この箱は、しばらくの間、赤ちゃん用のベッドとしても使えるように、底に厚いシートが張ってあります。何とそのことも、この小説で紹介されているんですよね。きめ細かい!

サウナの後に行う民間療法クッパウス

アジアなどで時々、見かけるカッピング。悪い血を取り除くというのが目的のようですが、フィンランドでも行われているということは、この小説で初めて知りました。kuppausで画像検索してみてください。かなり衝撃的な写真がいっぱい見つかると思います。

父親のためのパーティー:ヴァルパヤイセット

主人公の兄が、主人公に赤ちゃんが誕生したときに「それならこれからヴァルパヤイセットだ」と言います。

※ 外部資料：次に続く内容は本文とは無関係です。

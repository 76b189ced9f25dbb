//! The encryption network.
//!
//! [`EncryptionNetwork`] is the session-based encrypt/decrypt service the
//! gateways talk to. [`LocalNetwork`] runs the whole protocol in process:
//! its nodes each evaluate the access predicate against the ledger, and a
//! reference is only reopened when a threshold of them approve.

use std::sync::atomic::{AtomicBool, AtomicU32, AtomicU64, Ordering};
use std::sync::Arc;

use async_trait::async_trait;
use bytes::Bytes;
use serde::{Deserialize, Serialize};
use tracing::{debug, info, warn};

use bayanat_core::{decode_predicate, Blake3Hash, BoundPredicate, Clock, Predicate};
use bayanat_ledger::{LedgerError, PredicateEvaluator};

use crate::crypto::{X25519PublicKey, X25519StaticSecret};
use crate::envelope::SealedEnvelope;
use crate::error::{AccessError, Result};
use crate::session::SessionProof;

/// Encryption network parameters.
#[derive(Debug, Clone, PartialEq, Eq, Serialize, Deserialize)]
pub struct NetworkConfig {
    /// Network identifier session proofs are bound to.
    pub network_id: String,
    /// Chain whose ledger predicates are evaluated against.
    pub chain: String,
    /// Number of nodes evaluating each decryption request.
    pub nodes: u32,
    /// Approvals required to reopen a reference.
    pub threshold: u32,
}

impl Default for NetworkConfig {
    fn default() -> Self {
        Self {
            network_id: "datil-dev".to_string(),
            chain: "filecoinCalibrationTestnet".to_string(),
            nodes: 3,
            threshold: 2,
        }
    }
}

impl NetworkConfig {
    /// Set the node count and threshold.
    pub fn with_quorum(mut self, threshold: u32, nodes: u32) -> Self {
        self.threshold = threshold;
        self.nodes = nodes;
        self
    }

    /// Threshold clamped to `1..=nodes`.
    pub fn effective_threshold(&self) -> u32 {
        self.threshold.clamp(1, self.nodes.max(1))
    }
}

/// A request to reopen a sealed reference.
#[derive(Debug, Clone)]
pub struct DecryptRequest {
    /// Sealed envelope bytes as stored on the ledger.
    pub ciphertext: Bytes,
    /// Canonical bytes of the predicate the reference was sealed under.
    pub predicate: Vec<u8>,
    /// The requesting actor's session proof.
    pub proof: SessionProof,
}

/// A session-based, predicate-gated encryption service.
///
/// # Design Notes
///
/// - **Explicit lifecycle**: every call except `connect` fails with
///   `NotConnected` until `connect` succeeds.
/// - **Enforcement lives here**: `decrypt` re-evaluates the predicate
///   against current ledger state on every call.
#[async_trait]
pub trait EncryptionNetwork: Send + Sync {
    /// Identifier session proofs must name.
    fn network_id(&self) -> &str;

    /// Whether a session is established.
    fn is_connected(&self) -> bool;

    /// Establish a session.
    async fn connect(&self) -> Result<()>;

    /// Tear down the session.
    async fn disconnect(&self) -> Result<()>;

    /// A fresh nonce for session messages.
    async fn latest_nonce(&self) -> Result<String>;

    /// Seal `plaintext` under the predicate encoded by `predicate`.
    async fn encrypt(&self, plaintext: &[u8], predicate: &[u8]) -> Result<Bytes>;

    /// Reopen a sealed reference if the predicate holds for the proof's actor.
    async fn decrypt(&self, request: &DecryptRequest) -> Result<Vec<u8>>;
}

/// An in-process encryption network.
pub struct LocalNetwork<E> {
    config: NetworkConfig,
    secret: X25519StaticSecret,
    evaluator: Arc<E>,
    clock: Arc<dyn Clock>,
    connected: AtomicBool,
    pending_connect_failures: AtomicU32,
    epoch: AtomicU64,
}

impl<E: PredicateEvaluator> LocalNetwork<E> {
    /// Create a network with a freshly generated key.
    pub fn new(config: NetworkConfig, evaluator: Arc<E>, clock: Arc<dyn Clock>) -> Self {
        Self::with_secret(config, evaluator, clock, X25519StaticSecret::generate())
    }

    /// Create a network with a given key.
    pub fn with_secret(
        config: NetworkConfig,
        evaluator: Arc<E>,
        clock: Arc<dyn Clock>,
        secret: X25519StaticSecret,
    ) -> Self {
        Self {
            config,
            secret,
            evaluator,
            clock,
            connected: AtomicBool::new(false),
            pending_connect_failures: AtomicU32::new(0),
            epoch: AtomicU64::new(0),
        }
    }

    /// The network's public sealing key.
    pub fn public_key(&self) -> X25519PublicKey {
        self.secret.public_key()
    }

    /// The network configuration.
    pub fn config(&self) -> &NetworkConfig {
        &self.config
    }

    /// Make the next `n` connection attempts fail.
    pub fn fail_next_connects(&self, n: u32) {
        self.pending_connect_failures.store(n, Ordering::SeqCst);
    }

    fn require_connected(&self) -> Result<()> {
        if !self.is_connected() {
            return Err(AccessError::NotConnected);
        }
        Ok(())
    }

    /// Decode and check a predicate the way every node does on receipt.
    fn accept_predicate(&self, bytes: &[u8]) -> Result<Predicate> {
        let predicate =
            decode_predicate(bytes).map_err(|e| AccessError::PredicateRejected(e.to_string()))?;
        predicate
            .validate()
            .map_err(|e| AccessError::PredicateRejected(e.to_string()))?;
        if predicate.chain != self.config.chain {
            return Err(AccessError::PredicateRejected(format!(
                "unknown chain {:?}",
                predicate.chain
            )));
        }
        Ok(predicate)
    }

    /// Ask every node to evaluate the predicate; returns the approval count.
    async fn approvals(&self, bound: &BoundPredicate) -> Result<u32> {
        let mut approvals = 0;
        for node in 0..self.config.nodes {
            let granted = match self.evaluator.evaluate(bound).await {
                Ok(granted) => granted,
                Err(LedgerError::UnsupportedPredicate(reason)) => {
                    return Err(AccessError::PredicateRejected(reason))
                }
                Err(e) => return Err(e.into()),
            };
            debug!(node, resource = %bound.resource_id, actor = %bound.actor, granted, "node evaluated predicate");
            if granted {
                approvals += 1;
            }
        }
        Ok(approvals)
    }
}

#[async_trait]
impl<E: PredicateEvaluator> EncryptionNetwork for LocalNetwork<E> {
    fn network_id(&self) -> &str {
        &self.config.network_id
    }

    fn is_connected(&self) -> bool {
        self.connected.load(Ordering::SeqCst)
    }

    async fn connect(&self) -> Result<()> {
        let injected = self
            .pending_connect_failures
            .fetch_update(Ordering::SeqCst, Ordering::SeqCst, |n| n.checked_sub(1))
            .is_ok();
        if injected {
            return Err(AccessError::EncryptionUnavailable(
                "handshake with network nodes failed".into(),
            ));
        }

        if !self.connected.swap(true, Ordering::SeqCst) {
            info!(network = %self.config.network_id, nodes = self.config.nodes, "connected to encryption network");
        }
        Ok(())
    }

    async fn disconnect(&self) -> Result<()> {
        if self.connected.swap(false, Ordering::SeqCst) {
            info!(network = %self.config.network_id, "disconnected from encryption network");
        }
        Ok(())
    }

    async fn latest_nonce(&self) -> Result<String> {
        self.require_connected()?;
        let epoch = self.epoch.fetch_add(1, Ordering::SeqCst);

        let mut hasher = blake3::Hasher::new();
        hasher.update(self.config.network_id.as_bytes());
        hasher.update(&epoch.to_be_bytes());
        hasher.update(&self.clock.now_millis().to_be_bytes());
        Ok(hex::encode(&hasher.finalize().as_bytes()[..16]))
    }

    async fn encrypt(&self, plaintext: &[u8], predicate: &[u8]) -> Result<Bytes> {
        self.require_connected()?;
        self.accept_predicate(predicate)?;

        let envelope = SealedEnvelope::seal(plaintext, predicate, &self.public_key())?;
        Ok(Bytes::from(envelope.to_bytes()?))
    }

    async fn decrypt(&self, request: &DecryptRequest) -> Result<Vec<u8>> {
        self.require_connected()?;
        let predicate = self.accept_predicate(&request.predicate)?;
        request
            .proof
            .verify(&self.config.network_id, self.clock.now_millis())?;

        let envelope = SealedEnvelope::from_bytes(&request.ciphertext)?;
        if Blake3Hash::hash(&request.predicate) != envelope.predicate_digest {
            return Err(AccessError::PredicateRejected(
                "predicate does not match the sealed reference".into(),
            ));
        }

        let bound = predicate.bind(request.proof.actor())?;
        let approvals = self.approvals(&bound).await?;
        let threshold = self.config.effective_threshold();
        if approvals < threshold {
            warn!(resource = %bound.resource_id, actor = %bound.actor, approvals, threshold, "decryption refused");
            return Err(AccessError::PermissionDenied {
                resource_id: bound.resource_id,
                actor: bound.actor,
            });
        }

        envelope.open(&request.predicate, &self.secret)
    }
}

これは、新生児の父親が男友達を招くパーティーのことです。この本の説明では、ヴァルパートは足の指のことで、ヴァルパヤイセットという名前のパーティーでは、子供の足の指の数だけ酒を飲まなければならない=10杯飲むということのようです。

ほかにも、あれこれこまごまとフィンランドの風習や歴史的なことが出てくるので、それを追いかけながら読むのも楽しい1冊かと思います。かなりドロドロした描写も多いので、そういうのが苦手な方はご注意ください。